use crate::catalog::DEFAULT_OUTPUT;
use crate::value::Value;
use serde::{Deserialize, Serialize};
use std::collections::BTreeMap;

pub type NodeId = String;

/// The complete, canonical definition of a node graph, ready for validation.
/// This is the target structure for any custom format conversion.
#[derive(Debug, Clone, Default, PartialEq, Serialize, Deserialize)]
pub struct Graph {
    pub nodes: Vec<NodeInstance>,
}

/// One placed occurrence of a node type.
#[derive(Debug, Clone, PartialEq, Serialize, Deserialize)]
pub struct NodeInstance {
    pub id: NodeId,
    pub node_type: String,
    /// Bindings keyed by parameter name. A parameter missing from the map is
    /// treated exactly like [`Binding::Unset`].
    pub inputs: BTreeMap<String, Binding>,
}

/// How a single parameter of a node instance receives its value.
#[derive(Debug, Clone, PartialEq, Serialize, Deserialize)]
pub enum Binding {
    Literal(Value),
    Connection(Connection),
    Unset,
}

/// A reference to another node's output.
#[derive(Debug, Clone, PartialEq, Eq, Hash, Serialize, Deserialize)]
pub struct Connection {
    pub node: NodeId,
    pub slot: String,
}

impl Connection {
    pub fn new(node: impl Into<NodeId>) -> Self {
        Self {
            node: node.into(),
            slot: DEFAULT_OUTPUT.to_string(),
        }
    }

    pub fn with_slot(node: impl Into<NodeId>, slot: impl Into<String>) -> Self {
        Self {
            node: node.into(),
            slot: slot.into(),
        }
    }
}

impl Graph {
    pub fn new() -> Self {
        Self::default()
    }

    pub fn with_node(mut self, node: NodeInstance) -> Self {
        self.nodes.push(node);
        self
    }

    pub fn add_node(&mut self, node: NodeInstance) {
        self.nodes.push(node);
    }

    /// First node carrying `id`.
    pub fn node(&self, id: &str) -> Option<&NodeInstance> {
        self.nodes.iter().find(|n| n.id == id)
    }

    pub fn len(&self) -> usize {
        self.nodes.len()
    }

    pub fn is_empty(&self) -> bool {
        self.nodes.is_empty()
    }
}

impl NodeInstance {
    pub fn new(id: impl Into<NodeId>, node_type: impl Into<String>) -> Self {
        Self {
            id: id.into(),
            node_type: node_type.into(),
            inputs: BTreeMap::new(),
        }
    }

    pub fn literal(mut self, param: impl Into<String>, value: impl Into<Value>) -> Self {
        self.inputs
            .insert(param.into(), Binding::Literal(value.into()));
        self
    }

    pub fn connect(mut self, param: impl Into<String>, source: impl Into<NodeId>) -> Self {
        self.inputs
            .insert(param.into(), Binding::Connection(Connection::new(source)));
        self
    }

    pub fn connect_slot(
        mut self,
        param: impl Into<String>,
        source: impl Into<NodeId>,
        slot: impl Into<String>,
    ) -> Self {
        self.inputs.insert(
            param.into(),
            Binding::Connection(Connection::with_slot(source, slot)),
        );
        self
    }

    pub fn unset(mut self, param: impl Into<String>) -> Self {
        self.inputs.insert(param.into(), Binding::Unset);
        self
    }

    pub fn binding(&self, param: &str) -> &Binding {
        self.inputs.get(param).unwrap_or(&Binding::Unset)
    }

    /// Parameter name and connection for every connected input, in parameter order.
    pub fn connections(&self) -> impl Iterator<Item = (&str, &Connection)> {
        self.inputs.iter().filter_map(|(param, binding)| match binding {
            Binding::Connection(conn) => Some((param.as_str(), conn)),
            _ => None,
        })
    }
}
====
## WHAT YOU SHOULD DO
Reproduce the listing above word for word.

## YOUR RESPONSE
use crate::catalog::DEFAULT_OUTPUT;
use crate::value::Value;
use serde::{Deserialize, Serialize};
use std::collections::BTreeMap;

pub type NodeId = String;

/// The complete, canonical definition of a node graph, ready for validation.
/// This is the target structure for any custom format conversion.
#[derive(Debug, Clone, Default, PartialEq, Serialize, Deserialize)]
pub struct Graph {
    pub nodes: Vec<NodeInstance>,
}

/// One placed occurrence of a node type.
#[derive(Debug, Clone, PartialEq, Serialize, Deserialize)]
pub struct NodeInstance {
    pub id: NodeId,
    pub node_type: String,
    /// Bindings keyed by parameter name. A parameter missing from the map is
    /// treated exactly like [`Binding::Unset`].
    pub inputs: BTreeMap<String, Binding>,
}

/// How a single parameter of a node instance receives its value.
#[derive(Debug, Clone, PartialEq, Serialize, Deserialize)]
pub enum Binding {
    Literal(Value),
    Connection(Connection),
    Unset,
}

/// A reference to another node's output.
#[derive(Debug, Clone, PartialEq, Eq, Hash, Serialize, Deserialize)]
pub struct Connection {
    pub node: NodeId,
    pub slot: String,
}

impl Connection {
    pub fn new(node: impl Into<NodeId>) -> Self {
        Self {
            node: node.into(),
            slot: DEFAULT_OUTPUT.to_string(),
        }
    }

    pub fn with_slot(node: impl Into<NodeId>, slot: impl Into<String>) -> Self {
        Self {
            node: node.into(),
            slot: slot.into(),
        }
    }
}

impl Graph {
    pub fn new() -> Self {
        Self::default()
    }

    pub fn with_node(mut self, node: NodeInstance) -> Self {
        self.nodes.push(node);
        self
    }

    pub fn add_node(&mut self, node: NodeInstance) {
        self.nodes.push(node);
    }

    /// First node carrying `id`.
    pub fn node(&self, id: &str) -> Option<&NodeInstance> {
        self.nodes.iter().find(|n| n.id == id)
    }

    pub fn len(&self) -> usize {
        self.nodes.len()
    }

    pub fn is_empty(&self) -> bool {
        self.nodes.is_empty()
    }
}

impl NodeInstance {
    pub fn new(id: impl Into<NodeId>, node_type: impl Into<String>) -> Self {
        Self {
            id: id.into(),
            node_type: node_type.into(),
            inputs: BTreeMap::new(),
        }
    }

    pub fn literal(mut self, param: impl Into<String>, value: impl Into<Value>) -> Self {
        self.inputs
            .insert(param.into(), Binding::Literal(value.into()));
        self
    }

    pub fn connect(mut self, param: impl Into<String>, source: impl Into<NodeId>) -> Self {
        self.inputs
            .insert(param.into(), Binding::Connection(Connection::new(source)));
        self
    }

    pub fn connect_slot(
        mut self,
        param: impl Into<String>,
        source: impl Into<NodeId>,
        slot: impl Into<String>,
    ) -> Self {
        self.inputs.insert(
            param.into(),
            Binding::Connection(Connection::with_slot(source, slot)),
        );
        self
    }

    pub fn unset(mut self, param: impl Into<String>) -> Self {
        self.inputs.insert(param.into(), Binding::Unset);
        self
    }

    pub fn binding(&self, param: &str) -> &Binding {
        self.inputs.get(param).unwrap_or(&Binding::Unset)
    }

    /// Parameter name and connection for every connected input, in parameter order.
    pub fn connections(&self) -> impl Iterator<Item = (&str, &Connection)> {
        self.inputs.iter().filter_map(|(param, binding)| match binding {
            Binding::Connection(conn) => Some((param.as_str(), conn)),
            _ => None,
        })
    }
}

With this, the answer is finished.